Your response should contain each line of the data that includes "models".

- Extracted data -
* * * * * * *
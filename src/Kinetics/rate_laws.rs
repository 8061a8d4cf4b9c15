//! Common rate laws packed as `RateFunction` closures.
//!
//! A rate function receives the composition vector selected by the kinetic argument
//! (concentrations or partial pressures, in mixture order) and the temperature.
use crate::Kinetics::User_kinetics::RateFunction;
use crate::ReactorsBVP::reactor_BVP_utils::ReactorError;
use crate::Thermodynamics::Mixture::R;
use nalgebra::DVector;
use serde::{Deserialize, Serialize};

/////////////////////////ELEMENTARTY KINETICS///////////////////////////////////////////////////////////////
// kinetic constant in the simplest Arrhenius form  A*Temp.powf(n)*exp(-E/(Temp*R))
#[allow(non_snake_case)]
#[derive(Debug, Deserialize, Serialize, Clone, PartialEq)]
pub struct ElementaryStruct {
    /// [A, n, E], E in J/mol
    pub Arrenius: Vec<f64>,
}

#[allow(non_snake_case)]
impl ElementaryStruct {
    pub fn new(Arrenius: Vec<f64>) -> Result<Self, ReactorError> {
        if Arrenius.len() != 3 {
            return Err(ReactorError::InvalidConfiguration(format!(
                "Arrhenius parameters must be [A, n, E], got {} values",
                Arrenius.len()
            )));
        }
        Ok(Self { Arrenius })
    }

    pub fn K_const(&self, Temp: f64) -> f64 {
        let A = self.Arrenius[0];
        let n = self.Arrenius[1];
        let E = self.Arrenius[2];
        A * Temp.powf(n) * f64::exp(-E / (Temp * R))
    }
}

/// r = k
pub fn constant_rate(k: f64) -> RateFunction {
    Box::new(move |_composition: &DVector<f64>, _temperature: f64| k)
}

/// r = k(T) · Π c_i^{order_i}; substances with zero order are skipped
pub fn power_law_rate(
    arrhenius: ElementaryStruct,
    orders: Vec<f64>,
) -> Result<RateFunction, ReactorError> {
    if orders.iter().any(|o| !o.is_finite()) {
        return Err(ReactorError::InvalidConfiguration(
            "reaction orders must be finite".to_string(),
        ));
    }
    let active: Vec<(usize, f64)> = orders
        .into_iter()
        .enumerate()
        .filter(|(_, order)| *order != 0.0)
        .collect();
    Ok(Box::new(move |composition: &DVector<f64>, temperature: f64| {
        let k = arrhenius.K_const(temperature);
        active
            .iter()
            .fold(k, |acc, (i, order)| acc * composition[*i].powf(*order))
    }))
}
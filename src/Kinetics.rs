/// kinetics evaluator: stoichiometry, user rate functions and the mixture they act on.
/// Converts local composition into reaction rates and net production rates of substances,
/// one grid node at a time or for a whole profile
#[allow(non_snake_case)]
pub mod User_kinetics;
/// Arrhenius constants and power-law rate functions
pub mod rate_laws;
#[allow(non_snake_case)]
mod User_kinetics_tests;
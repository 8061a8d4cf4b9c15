use ReactorD::Examples::pfr_examples::pfr_examples;
use ReactorD::Utils::logger::init_logger;
use log::{LevelFilter, error};

pub fn main() {
    init_logger(LevelFilter::Info);
    //
    let task: usize = 0;
    if let Err(e) = pfr_examples(task) {
        error!("example {} failed: {}", task, e);
    }
}
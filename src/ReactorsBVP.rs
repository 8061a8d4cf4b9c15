//! # Reactor Boundary Value Problem (BVP) Module
//!
//! Steady state, one dimensional plug flow reactor (PFR) posed as a boundary value problem in
//! the axial coordinate `z ∈ [0, L]`. Every state variable may be fixed at the inlet or at the
//! outlet, which is what makes the problem a BVP instead of an initial value problem.
//!
//! ## Mathematical Model
//!
//! ### Nomenclature
//!
//! | Symbol | Description | Units |
//! |--------|-------------|-------|
//! | `z` | Axial coordinate | m |
//! | `L` | Reactor length | m |
//! | `A` | Transversal (cross section) area | m² |
//! | `F_i` | Molar flow of substance `i` | mol/s |
//! | `T` | Temperature | K |
//! | `Tr` | Refrigerant temperature | K |
//! | `P` | Pressure | Pa |
//! | `r_j` | Rate of reaction `j` | mol/(m³·s) |
//! | `ν_ji` | Stoichiometric coefficient of substance `i` in reaction `j` | - |
//! | `ΔH_j` | Reaction enthalpy | J/mol |
//! | `cp` | Molar heat capacity of the mixture | J/(mol·K) |
//! | `U` | Heat exchange coefficient | W/(m²·K) |
//! | `φ`, `dp` | Bed porosity, particle diameter | -, m |
//!
//! ### Governing Equations
//!
//! ```text
//! dF_i/dz = A Σ_j ν_ji r_j
//! dT/dz   = energy balance (isothermic | adiabatic | heat exchange with a refrigerant)
//! dTr/dz  = refrigerant balance (zero unless heat is exchanged)
//! dP/dz   = pressure balance (isobaric | Ergun)
//! ```
//!
//! ### Boundary Conditions
//!
//! Each row of the state gets exactly one value, fixed either at `z = 0` or at `z = L`. The
//! residuals handed to the solver list the inlet constraints first, then the outlet ones.
//!
//! ## Numerical Solution
//!
//! The system of `n + 3` first order ODEs for `n` substances is solved by 4th order collocation
//! with mesh refinement, `solve_bvp` from `RustedSciThe::numerical::BVP_sci`.
//!
//! ## Modules
//!
//! - `reactor_BVP_utils`: error type, settings, boundary condition bookkeeping, templates
//! - `mass_balances`, `energy_balances`, `pressure_balances`: balance models
//! - `PFR`: the reactor
//! - `PFR_results`: solved profiles as a labelled table
//! - `task_parser_reactor_BVP`: JSON configuration

pub mod PFR;
pub mod PFR_results;
pub mod energy_balances;
pub mod mass_balances;
pub mod pressure_balances;
pub mod reactor_BVP_utils;
pub mod task_parser_reactor_BVP;
//! # Mixture models
//!
//! An ordered list of `Substance`s plus a phase model. The substance order defines the row
//! order of every composition-indexed array in the crate: composition vectors, stoichiometry
//! columns and the mass rows of the reactor state.
//!
//! Two models are provided behind the `MixtureModel` trait and dispatched statically through
//! the `Mixture` enum:
//!
//! | Model | molar volume | concentration | heat capacity |
//! |-------|--------------|---------------|---------------|
//! | `IdealGas` | `R·T/P` | `x_i·P/(R·T)` | `Σ x_i cp_gas,i` |
//! | `IdealSolution` | `Σ x_i v_liq,i` | `x_i / Σ x_j v_liq,j` | `Σ x_i cp_liq,i` |
//!
//! Single-node methods take a composition vector (moles or mole fractions, they are
//! normalized internally) and scalar temperature and pressure. The `*_profile` methods take a
//! composition matrix with one row per substance and one column per grid node together with
//! one temperature and one pressure per node, and return one output per node in node order.

use crate::ReactorsBVP::reactor_BVP_utils::ReactorError;
use crate::Thermodynamics::Substance::Substance;
use enum_dispatch::enum_dispatch;
use nalgebra::{DMatrix, DVector};
use serde::{Deserialize, Serialize};
use std::collections::HashSet;
use std::fmt;
use std::str::FromStr;

/// ideal gas constant J/(mol·K)
pub const R: f64 = 8.31446261815324;
/// reference temperature of formation enthalpies [K]
pub const T_REF: f64 = 298.15;

#[derive(Debug, Clone, Copy, PartialEq, Eq, Serialize, Deserialize)]
#[serde(rename_all = "lowercase")]
pub enum Phase {
    Gas,
    Liquid,
}

#[derive(Debug, Clone, Copy, PartialEq, Eq, Serialize, Deserialize)]
#[serde(rename_all = "snake_case")]
pub enum ViscosityMixingRule {
    /// μ = Σ x_i μ_i
    Linear,
    /// ln μ = Σ x_i ln μ_i
    GrunbergNissan,
    /// μ = Σ x_i μ_i √M_i / Σ x_i √M_i
    HerningZipperer,
}

impl FromStr for ViscosityMixingRule {
    type Err = ReactorError;

    fn from_str(s: &str) -> Result<Self, Self::Err> {
        match s.to_lowercase().as_str() {
            "linear" => Ok(ViscosityMixingRule::Linear),
            "grunberg_nissan" => Ok(ViscosityMixingRule::GrunbergNissan),
            "herning_zipperer" => Ok(ViscosityMixingRule::HerningZipperer),
            other => Err(ReactorError::InvalidConfiguration(format!(
                "unknown viscosity mixing rule '{}', options: linear, grunberg_nissan, herning_zipperer",
                other
            ))),
        }
    }
}
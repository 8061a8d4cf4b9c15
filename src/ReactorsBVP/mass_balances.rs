//! Mass balances of the PFR. One state row per substance, in mixture order.
use crate::ReactorsBVP::PFR::{PFR, ReactorBase};
use crate::ReactorsBVP::reactor_BVP_utils::{InitialTemplate, ReactorError};
use enum_dispatch::enum_dispatch;
use nalgebra::DMatrix;
use std::collections::HashMap;

#[enum_dispatch]
pub trait MassBalanceModel {
    /// seed of the mass rows (substances × grid nodes)
    fn initial_profile(&self, reactor: &PFR) -> Result<DMatrix<f64>, ReactorError>;
    /// (inlet, outlet) pair for every substance row
    fn border_conditions(
        &self,
        reactor: &PFR,
    ) -> Result<Vec<(Option<f64>, Option<f64>)>, ReactorError>;
    /// gradient of the mass rows at the state currently held by the reactor
    fn evaluate_balance(&self, reactor: &PFR) -> Result<DMatrix<f64>, ReactorError>;
}

/// Molar flow formulation: dF_i/dz = A · Σ_j ν_ji r_j
///
/// Each substance needs exactly one of an inlet or an outlet molar flow [mol/s].
#[derive(Debug, Clone, PartialEq)]
pub struct MolarFlow {
    pub molar_flows_in: HashMap<String, f64>,
    pub molar_flows_out: HashMap<String, f64>,
}

impl MolarFlow {
    pub fn new(
        molar_flows_in: HashMap<String, f64>,
        molar_flows_out: HashMap<String, f64>,
    ) -> Result<Self, ReactorError> {
        if let Some(name) = molar_flows_in
            .keys()
            .find(|name| molar_flows_out.contains_key(*name))
        {
            return Err(ReactorError::InvalidConfiguration(format!(
                "Mass balance error: both inlet and outlet molar flow given for '{}'",
                name
            )));
        }
        if let Some((name, value)) = molar_flows_in
            .iter()
            .chain(molar_flows_out.iter())
            .find(|(_, v)| !v.is_finite())
        {
            return Err(ReactorError::InvalidConfiguration(format!(
                "Mass balance error: molar flow of '{}' is {}",
                name, value
            )));
        }
        Ok(Self {
            molar_flows_in,
            molar_flows_out,
        })
    }

    /// only inlet flows
    pub fn inlet(molar_flows_in: HashMap<String, f64>) -> Result<Self, ReactorError> {
        Self::new(molar_flows_in, HashMap::new())
    }

    fn pairs(&self, reactor: &PFR) -> Result<Vec<(Option<f64>, Option<f64>)>, ReactorError> {
        let names = reactor.mix().names();
        if let Some(unknown) = self
            .molar_flows_in
            .keys()
            .chain(self.molar_flows_out.keys())
            .find(|name| !names.contains(*name))
        {
            return Err(ReactorError::InvalidConfiguration(format!(
                "Mass balance error: '{}' is not a substance of the mixture",
                unknown
            )));
        }
        names
            .iter()
            .map(|name| {
                let pair = (
                    self.molar_flows_in.get(name).copied(),
                    self.molar_flows_out.get(name).copied(),
                );
                match pair {
                    (None, None) => Err(ReactorError::InvalidConfiguration(format!(
                        "Mass balance error: no inlet or outlet molar flow for '{}'",
                        name
                    ))),
                    _ => Ok(pair),
                }
            })
            .collect()
    }
}

impl MassBalanceModel for MolarFlow {
    fn initial_profile(&self, reactor: &PFR) -> Result<DMatrix<f64>, ReactorError> {
        let pairs = self.pairs(reactor)?;
        let n = reactor.grid_size();
        let mut profile = DMatrix::zeros(pairs.len(), n);
        for (i, (inlet, outlet)) in pairs.iter().enumerate() {
            let value = inlet.or(*outlet).unwrap_or(0.0);
            let row = InitialTemplate::Constant { value }.generate(n);
            for (j, v) in row.into_iter().enumerate() {
                profile[(i, j)] = v;
            }
        }
        Ok(profile)
    }

    fn border_conditions(
        &self,
        reactor: &PFR,
    ) -> Result<Vec<(Option<f64>, Option<f64>)>, ReactorError> {
        self.pairs(reactor)
    }

    fn evaluate_balance(&self, reactor: &PFR) -> Result<DMatrix<f64>, ReactorError> {
        Ok(&reactor.substance_rates_profile * reactor.transversal_area())
    }
}

#[derive(Debug, Clone, PartialEq)]
#[enum_dispatch(MassBalanceModel)]
pub enum MassBalance {
    MolarFlow(MolarFlow),
}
* * * * * * *
- The completed task -
//! - `mass_balances`, `energy_balances`, `pressure_balances`: balance models
//! # Mixture models
//! Two models are provided behind the `MixtureModel` trait and dispatched statically through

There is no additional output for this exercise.